Fuente: Alfa y Omega
En 1921 –se cumple ahora su centenario– un reconocido intelectual italiano, Giovanni Papini, tuvo la osadía de publicar una Historia de Cristo muy diferente a todas las anteriores. Tenía 40 años y un pasado de iconoclasta de las filosofías y las religiones. Era muy nietzscheano, tal y como había demostrado en Un hombre acabado (1913). Pretendía serlo en lo vital y en lo literario, y expresaba su frustración existencial con estas palabras: «Aquí está enterrado un hombre que pudo convertirse en dios». Había llamado a las puertas de las ideologías para cuestionar todo aquello que pudiera ser pensado. Llegó incluso a publicar unas Memorias de Dios (1911), ejemplo de un ateísmo hasta el extremo de un Dios que cuestiona su propia existencia y se rebela ante quienes le ignoran.

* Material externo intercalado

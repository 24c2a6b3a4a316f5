use std::mem;
use std::time::{Duration, Instant};

use anyhow::Result;
use crossterm::event::KeyCode;
use ratatui::layout::{Alignment, Constraint, Direction, Layout, Rect};
use ratatui::prelude::*;
use ratatui::text::{Line, Span};
use ratatui::widgets::{Block, Borders, Clear, Paragraph, Row, Table, Tabs, Wrap};
use ratatui::Frame;
use rusqlite::Connection;

use crate::error::WorkflowError;
use crate::inventory::{
    clear_log, submit, ClearOutcome, Dashboard, EquipmentDirectory, SearchOutcome,
    TransactionRequest,
};
use crate::models::ActionType;
use crate::router::{Session, Tab, Transition};

use super::forms::{ActionForm, FormField, PassphraseForm};
use super::helpers::{centered_rect, cursor_column, surface_error};
use super::screens::{
    inventory_row, log_line, result_line, AdminScreen, AdminView, CONNECTION_LOST,
};

/// Footer space reserved for status messages and instructions.
const FOOTER_HEIGHT: u16 = 3;
/// Height of the tab bar.
const TAB_BAR_HEIGHT: u16 = 3;
/// Rows given to the search results box under the form.
const RESULTS_HEIGHT: u16 = 8;

/// What the content area is showing.
enum Screen {
    Form { action: ActionType, form: ActionForm },
    Admin(AdminScreen),
}

/// Modal overlays on top of the current screen.
enum Mode {
    Normal,
    Passphrase(PassphraseForm),
    ConfirmClear,
}

/// Holds the footer toast text plus its severity and when it appeared.
struct StatusMessage {
    text: String,
    kind: StatusKind,
    shown_at: Instant,
}

/// Severity levels shown in the footer.
enum StatusKind {
    Info,
    Error,
}

impl StatusKind {
    fn style(&self) -> Style {
        match self {
            StatusKind::Info => Style::default().fg(Color::Green),
            StatusKind::Error => Style::default().fg(Color::Red),
        }
    }
}

/// Central application state shared across the TUI.
pub struct App {
    conn: Connection,
    session: Session,
    directory: EquipmentDirectory,
    screen: Screen,
    mode: Mode,
    status: Option<StatusMessage>,
    recent_limit: usize,
    toast_ttl: Duration,
}
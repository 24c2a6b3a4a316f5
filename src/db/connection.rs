use std::fs;
use std::path::Path;
use std::time::Duration;

use anyhow::{Context, Result};
use rusqlite::Connection;

/// How long a statement waits on a lock held by another process before
/// giving up with `SQLITE_BUSY`.
const BUSY_TIMEOUT: Duration = Duration::from_secs(5);

/// Open (creating if needed) the SQLite database at `path` and make sure the
/// tables exist.
pub fn open_database(path: &Path) -> Result<Connection> {
    if let Some(parent) = path.parent() {
        fs::create_dir_all(parent).context("failed to create data directory")?;
    }

    let conn = Connection::open(path).context("failed to open SQLite database")?;
    conn.busy_timeout(BUSY_TIMEOUT)
        .context("failed to configure busy timeout")?;
    ensure_schema(&conn)?;
    tracing::debug!(path = %path.display(), "database ready");
    Ok(conn)
}

/// Create any missing tables. Existing tables are never altered. Also toggles
/// `PRAGMA foreign_keys = ON` so transaction rows cannot point at equipment
/// that does not exist.
pub fn ensure_schema(conn: &Connection) -> Result<()> {
    conn.execute("PRAGMA foreign_keys = ON", [])
        .context("failed to enable foreign keys")?;

    conn.execute(
        "CREATE TABLE IF NOT EXISTS equipment (
            id TEXT PRIMARY KEY,
            name_en TEXT NOT NULL,
            name_ar TEXT,
            location TEXT,
            total_quantity INTEGER NOT NULL CHECK (total_quantity >= 0),
            available_quantity INTEGER NOT NULL
                CHECK (available_quantity >= 0 AND available_quantity <= total_quantity)
        )",
        [],
    )
    .context("failed to create equipment table")?;

    conn.execute(
        "CREATE TABLE IF NOT EXISTS transactions (
            id TEXT PRIMARY KEY,
            equipment_id TEXT NOT NULL REFERENCES equipment(id),
            user_name TEXT NOT NULL,
            quantity INTEGER NOT NULL CHECK (quantity > 0),
            action_type TEXT NOT NULL CHECK (action_type IN ('take', 'return')),
            created_at TEXT NOT NULL DEFAULT (strftime('%Y-%m-%dT%H:%M:%fZ', 'now'))
        )",
        [],
    )
    .context("failed to create transactions table")?;

    conn.execute(
        "CREATE INDEX IF NOT EXISTS idx_transactions_created_at ON transactions (created_at)",
        [],
    )
    .context("failed to create transactions index")?;

    Ok(())
}

#[cfg(test)]
mod tests {
    use super::*;

    #[test]
    fn schema_is_idempotent() {
        let conn = Connection::open_in_memory().unwrap();
        ensure_schema(&conn).unwrap();
        ensure_schema(&conn).unwrap();

        let tables: i64 = conn
            .query_row(
                "SELECT COUNT(*) FROM sqlite_master
                 WHERE type = 'table' AND name IN ('equipment', 'transactions')",
                [],
                |row| row.get(0),
            )
            .unwrap();
        assert_eq!(tables, 2);
    }

    #[test]
    fn check_constraint_rejects_overstock() {
        let conn = Connection::open_in_memory().unwrap();
        ensure_schema(&conn).unwrap();

        let result = conn.execute(
            "INSERT INTO equipment (id, name_en, total_quantity, available_quantity)
             VALUES ('x', 'Lantern', 2, 3)",
            [],
        );
        assert!(result.is_err());
    }
}
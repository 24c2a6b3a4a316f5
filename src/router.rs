//! Tab state machine plus the session-wide admin unlock flag and submit lock.

use std::fmt;

use crate::inventory::SubmitLock;
use crate::models::ActionType;

#[derive(Debug, Clone, Copy, PartialEq, Eq)]
pub enum Tab {
    Take,
    Return,
    Admin,
}

impl Tab {
    pub const ALL: [Tab; 3] = [Tab::Take, Tab::Return, Tab::Admin];

    pub fn title(self) -> &'static str {
        match self {
            Tab::Take => "Take",
            Tab::Return => "Return",
            Tab::Admin => "Admin",
        }
    }

    /// Workflow direction for the form tabs.
    pub fn action(self) -> Option<ActionType> {
        match self {
            Tab::Take => Some(ActionType::Take),
            Tab::Return => Some(ActionType::Return),
            Tab::Admin => None,
        }
    }
}

impl fmt::Display for Tab {
    fn fmt(&self, f: &mut fmt::Formatter<'_>) -> fmt::Result {
        f.write_str(self.title())
    }
}

/// What the caller must do after asking for a tab.
#[derive(Debug, Clone, Copy, PartialEq, Eq)]
pub enum Transition {
    /// Refresh the directory and render this tab.
    Enter(Tab),
    /// Admin is still locked; prompt for the passphrase. The tab is unchanged.
    PassphraseRequired,
}

/// Shared secret gating the admin tab. This is a placeholder for a real
/// credential check, not a security boundary.
#[derive(Clone)]
pub struct AdminGate {
    passphrase: String,
}

impl AdminGate {
    pub fn new(passphrase: impl Into<String>) -> Self {
        Self {
            passphrase: passphrase.into(),
        }
    }

    pub fn accepts(&self, attempt: &str) -> bool {
        !self.passphrase.is_empty() && attempt == self.passphrase
    }
}

impl fmt::Debug for AdminGate {
    fn fmt(&self, f: &mut fmt::Formatter<'_>) -> fmt::Result {
        f.debug_struct("AdminGate").finish_non_exhaustive()
    }
}

/// Explicit session state: the active tab, whether admin has been unlocked,
/// and the single in-flight lock. All mutation goes through these methods.
#[derive(Debug)]
pub struct Session {
    tab: Tab,
    admin_unlocked: bool,
    gate: AdminGate,
    lock: SubmitLock,
}

impl Session {
    pub fn new(gate: AdminGate) -> Self {
        Self {
            tab: Tab::Take,
            admin_unlocked: false,
            gate,
            lock: SubmitLock::new(),
        }
    }

    pub fn tab(&self) -> Tab {
        self.tab
    }

    pub fn admin_unlocked(&self) -> bool {
        self.admin_unlocked
    }

    pub fn lock(&self) -> &SubmitLock {
        &self.lock
    }

    /// Move to `target` unless it is the admin tab and the session is still
    /// locked.
    pub fn request(&mut self, target: Tab) -> Transition {
        if target == Tab::Admin && !self.admin_unlocked {
            tracing::debug!("admin tab requested while locked");
            return Transition::PassphraseRequired;
        }
        tracing::debug!(from = %self.tab, to = %target, "tab transition");
        self.tab = target;
        Transition::Enter(target)
    }

    /// Check a passphrase attempt. A match unlocks admin for the rest of the
    /// session and moves there.
    pub fn unlock(&mut self, attempt: &str) -> Option<Transition> {
        if !self.gate.accepts(attempt) {
            tracing::warn!("rejected admin passphrase");
            return None;
        }
        tracing::info!("admin unlocked for this session");
        self.admin_unlocked = true;
        Some(self.request(Tab::Admin))
    }
}
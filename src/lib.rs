//! Core library surface for the equipment tracker TUI.
//!
//! Staff take or return equipment through a guided form; an admin tab behind
//! a shared passphrase shows live stock and the recent transaction log.
pub mod config;
pub mod db;
pub mod error;
pub mod inventory;
pub mod logging;
pub mod models;
pub mod router;
pub mod ui;

/// Persistence entry points used by `main.rs` and tooling.
pub use db::{ensure_schema, open_database};

pub use config::AppConfig;
pub use error::WorkflowError;
pub use models::{ActionType, Equipment, RecentTransaction, Transaction};
pub use router::{AdminGate, Session, Tab};

/// The interactive application entry point and state container.
pub use ui::{run_app, App};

El escritor había tocado fondo en su vida, pese a formar una familia con Giacinta Giovagnoli, mujer católica y paciente. Pero un día se lanzó a la aventura de leer libros cristianos: las Confesiones de san Agustín, los ejercicios espirituales de san Ignacio, la Introducción a la vida devota de san Francisco de Sales… Esta inquietud le llevó inevitablemente a leer y meditar los Evangelios. Descubrió que no expresaban una forma de vida convencional. Antes bien, encontró en ellos un modo inesperado de rebeldía, que despertó su pasión de vivir y su inspiración literaria.
Por aquel entonces leyó a León Bloy, un escritor francés marcado por la polémica, fustigador de un cristianismo burgués y cultivador de una prosa exaltada y compulsiva, alguien que se consideraba un combatiente contra el positivismo y el escepticismo de la sociedad de su época. Papini quedaría admirado por su lenguaje violento y enérgico. Tanto en Bloy como en Papini los adjetivos son punzantes armas arrojadizas, y entre ellos no faltan expresiones como «hediondo», «sanguinario», «impuro»… En la Historia de Cristo nunca son suficientes para emplearlos contra las autoridades religiosas y políticas de la Palestina del tiempo de Jesús, aunque también para los escribas y fariseos.
Uno de los grandes descubrimientos de Papini en este libro son las bienaventuranzas. No las ve como una expresión de debilidad o de conformismo. Por el contrario, le fascinan como un modo de vivir que le hace elevarse por encima de sí mismo. Son la esperanza de una vida más verdadera, en la que no basta con la inteligencia. Entre otras cosas, descubre que para ser pobre de espíritu no es suficiente con ser pobre. Hay que tomar conciencia de la propia imperfección. También comprenderá que los mansos no son los débiles, sino aquellos que se obstinan en alcanzar los bienes espirituales. Escribe que los que lloran no son tristes, sino que son bienaventurados al derramar lágrimas por el mal que han hecho y el bien que hubieran podido hacer. Subraya que los que realmente tienen hambre y sed de justicia son aquellos que confían en la voluntad de Dios, y que los misericordiosos no son los que tienen piedad de los otros, sino los que también tienen piedad de ellos mismos.
No solo las bienaventuranzas sino el Evangelio entero es un mensaje dirigido a los últimos. Así lo ve Papini, convencido de que los últimos están destinados por Dios a ser los primeros. Pese a su pasado de intelectual arrogante, él se sigue considerando uno de esos últimos, y por eso la Buena Nueva tiene mucho que decirle. Tiempo atrás buscaba al superhombre, y su Historia de Cristo es la confirmación de que ha encontrado al Hombre, no el hombre nuevo de las filosofías de su tiempo. Las descripciones de la Pasión saben combinar lirismo y un realismo que no ahorra los más crueles detalles. La conclusión de Papini en el epílogo es que el Crucificado ha sido atormentado por amor nuestro. Pero ahora Él nos atormenta con la fuerza de su implacable amor.